Scrive il nostro Santo: “E’ detto infatti: “Quando sono debole, allora sono

forte” (2Cor 12, 10). Ma la malattia vale più di una disciplina, ed è considerata come
pratica ascetica o anche di più per colui che la sopporta con pazienza e rendendo

grazie a Dio. E da questa pazienza egli raccoglie il frutto della salvezza” (Ep. 79).
Siamo in prossimità della Quaresima, ed in questo tempo ci sarà richiesto dalla

Chiesa proprio il cammino di ascesi, di purificazione attraverso la penitenza che
serve per addomesticare il nostro corpo e la nostra volontà alla volontà salvifica di

Dio su di noi. Ora la malattia è già di per sé stessa una pratica ascetica: se accolta con
pazienza a rendimento di grazie ci porta alla salvezza.

L’accettazione della malattia è anche una forma di preghiera: “Dove c’è
debolezza, là c’è invocazione di Dio” (Ep. 510); e vale come intercessione per sé

stesso, quando è sopportata con pazienza e rendimento di grazie “poiché questo
ringraziamento intercede presso Dio per l’impotenza del corpo” (Ep. 78). Ma vale

anche come intercessione per gli altri, soprattutto per coloro che sono chiamati a
servire chi è affetto da malattia.

Cosicché, chi soffre nel corpo e offre ciò che unicamente Dio gli richiede, cioè
sopportazione e rendimento di grazie, può più di ogni altro sentirsi in persona

Christi, poiché Cristo stesso si riconosce in lui: “E il re risponderà loro: “In verità io
vi dico: tutto quello che avete fatto a uno solo di questi miei fratelli più piccoli,

l’avete fatto a me” (Mt 25, 40).




Nel cammino di ascesi, San Barsanofio propone a chi è nella malattia di non
pregare di propria iniziativa di essere guarito, senza sapere ciò che gli gioverà.

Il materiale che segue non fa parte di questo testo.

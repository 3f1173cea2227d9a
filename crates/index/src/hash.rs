//! Hash index implementation for carestore.
//!
//! This module provides a hash-based index for O(1) point queries. Each key maps
//! to the ordered set of ids stored under it, so a foreign-key index answers
//! "who references parent P" in time proportional to the answer.

use crate::stats::IndexStats;
use crate::traits::{Index, IndexError};
use carestore_core::RowId;
use hashbrown::HashMap;
use std::collections::BTreeSet;

/// A hash-based index for point queries.
///
/// Supports both unique indexes (at most one id per key) and non-unique ones.
#[derive(Debug, Clone)]
pub struct HashIndex<K> {
    /// The underlying map from keys to row IDs.
    map: HashMap<K, BTreeSet<RowId>>,
    /// Whether this is a unique index.
    unique: bool,
    /// Statistics for this index.
    stats: IndexStats,
}

impl<K: Eq + core::hash::Hash + Clone> HashIndex<K> {
    /// Creates a new hash index.
    pub fn new(unique: bool) -> Self {
        Self {
            map: HashMap::new(),
            unique,
            stats: IndexStats::new(),
        }
    }

    /// Returns the single id held under `key`, if any. Meaningful for unique indexes.
    pub fn owner(&self, key: &K) -> Option<RowId> {
        self.map.get(key).and_then(|ids| ids.iter().next().copied())
    }
}

impl<K: Eq + core::hash::Hash + Clone> Index<K> for HashIndex<K> {
    fn add(&mut self, key: K, value: RowId) -> Result<(), IndexError> {
        if self.unique {
            if let Some(ids) = self.map.get(&key) {
                return if ids.contains(&value) {
                    Ok(())
                } else {
                    Err(IndexError::DuplicateKey)
                };
            }
        }

        let ids = self.map.entry(key).or_default();
        if ids.insert(value) {
            self.stats.add_rows(1);
        }
        Ok(())
    }

    fn get(&self, key: &K) -> BTreeSet<RowId> {
        self.map.get(key).cloned().unwrap_or_default()
    }

    fn remove(&mut self, key: &K, value: Option<RowId>) {
        match value {
            Some(v) => {
                if let Some(ids) = self.map.get_mut(key) {
                    if ids.remove(&v) {
                        self.stats.remove_rows(1);
                    }
                    if ids.is_empty() {
                        self.map.remove(key);
                    }
                }
            }
            None => {
                if let Some(ids) = self.map.remove(key) {
                    self.stats.remove_rows(ids.len());
                }
            }
        }
    }

    fn contains_key(&self, key: &K) -> bool {
        self.map.contains_key(key)
    }

    fn contains(&self, key: &K, value: RowId) -> bool {
        self.map.get(key).is_some_and(|ids| ids.contains(&value))
    }

    fn len(&self) -> usize {
        self.stats.total_rows()
    }

    fn is_empty(&self) -> bool {
        self.map.is_empty()
    }
}

#[cfg(test)]
mod tests {
    use super::*;

    fn ids(values: &[RowId]) -> BTreeSet<RowId> {
        values.iter().copied().collect()
    }

    #[test]
    fn test_hash_index_unique() {
        let mut index: HashIndex<i32> = HashIndex::new(true);

        assert!(index.add(1, 100).is_ok());
        assert!(index.add(2, 200).is_ok());
        assert_eq!(index.add(1, 101), Err(IndexError::DuplicateKey));

        assert_eq!(index.get(&1), ids(&[100]));
        assert_eq!(index.get(&2), ids(&[200]));
        assert!(index.get(&3).is_empty());
        assert_eq!(index.owner(&1), Some(100));
    }

    #[test]
    fn test_unique_readd_same_id_is_noop() {
        let mut index: HashIndex<i32> = HashIndex::new(true);
        index.add(1, 100).unwrap();
        index.add(1, 100).unwrap();
        assert_eq!(index.len(), 1);
    }

    #[test]
    fn test_hash_index_non_unique() {
        let mut index: HashIndex<i32> = HashIndex::new(false);

        assert!(index.add(1, 101).is_ok());
        assert!(index.add(1, 100).is_ok());
        assert!(index.add(2, 200).is_ok());

        assert_eq!(index.get(&1), ids(&[100, 101]));
        assert_eq!(index.get(&2), ids(&[200]));
        assert_eq!(index.len(), 3);
    }

    #[test]
    fn test_hash_index_remove() {
        let mut index: HashIndex<i32> = HashIndex::new(false);

        index.add(1, 100).unwrap();
        index.add(1, 101).unwrap();
        index.add(2, 200).unwrap();

        index.remove(&1, Some(100));
        assert_eq!(index.get(&1), ids(&[101]));

        index.remove(&1, None);
        assert!(index.get(&1).is_empty());
        assert!(!index.contains_key(&1));
        assert_eq!(index.len(), 1);
    }

    #[test]
    fn test_remove_last_id_drops_key() {
        let mut index: HashIndex<i32> = HashIndex::new(false);
        index.add(7, 1).unwrap();
        index.remove(&7, Some(1));
        assert!(!index.contains_key(&7));
        assert!(index.is_empty());
    }

    #[test]
    fn test_hash_index_remove_nonexistent() {
        let mut index: HashIndex<i32> = HashIndex::new(true);

        index.add(1, 100).unwrap();
        let len_before = index.len();

        index.remove(&999, None);
        assert_eq!(index.len(), len_before);

        index.remove(&1, Some(999));
        assert_eq!(index.len(), len_before);
        assert!(index.contains(&1, 100));
        assert!(!index.contains(&1, 999));
    }

    #[test]
    fn test_hash_index_tuple_keys() {
        let mut index: HashIndex<(u64, u64)> = HashIndex::new(true);

        index.add((1, 2), 10).unwrap();
        index.add((2, 1), 11).unwrap();
        assert!(index.add((1, 2), 12).is_err());
        assert!(index.contains_key(&(2, 1)));
    }

    #[test]
    fn test_hash_index_large_scale() {
        let mut index: HashIndex<i32> = HashIndex::new(true);

        for i in 0..1000 {
            index.add(i, i as u64).unwrap();
        }
        assert_eq!(index.len(), 1000);

        for i in (0..1000).step_by(2) {
            index.remove(&i, None);
        }
        assert_eq!(index.len(), 500);
        assert!(!index.contains_key(&0));
        assert!(index.contains_key(&1));
    }
}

Dice l’altro Anziano: “Dunque prega così il Padre, dicendo: Signore, io sono
nelle tue mani, abbi misericordia di me secondo la tua volontà; e se mi giova,

guariscimi in fretta. La stessa cosa chiedi che preghino anche i santi, e credi senza
dubitare che Dio farà per te ciò che ti è utile. E ringrazialo in tutto, ricordandoti

della parola: “Rendete grazie in tutto” (1Ts 5, 18); e gioverà all’anima e al
corpo” (Ep. 384).
Come possiamo notare, l’orientamento del nostro Santo nella malattia è di
affidarsi alla volontà di Dio, il Quale sa se è bene per l’uomo essere liberato dalla

malattia o se deve lasciarlo nella sofferenza perché possa, poi, dargli la ricompensa
della pazienza che produce la salvezza e al tempo stesso dare la ricompensa del

servizio a coloro che sono chiamati a servire chi è ammalato.
E’ necessaria una grande grazia, un grande sostegno dello Spirito santo per

assoggettarsi così alla malattia e viverla con gratitudine: grati, perfino per il fatto che
attraverso la nostra malattia si può divenire tramite per la ricompensa degli altri.

E una tale gratitudine sarà insieme il segno e il premio di chi ha raggiunto la
pienezza della carità, mentre la sopportazione e il rendimento di grazie sono stati il

mezzo per giungervi.
L’augurio che Vi faccio e mi faccio è che nelle inevitabili sofferenze della vita,

possiamo assumere questo atteggiamento di pazienza e gratitudine che ci ha suggerito
San Barsanofio, consapevoli che, nella condizione di debolezza, siamo più

configurati a Cristo sofferente e Salvatore del mondo. Amen.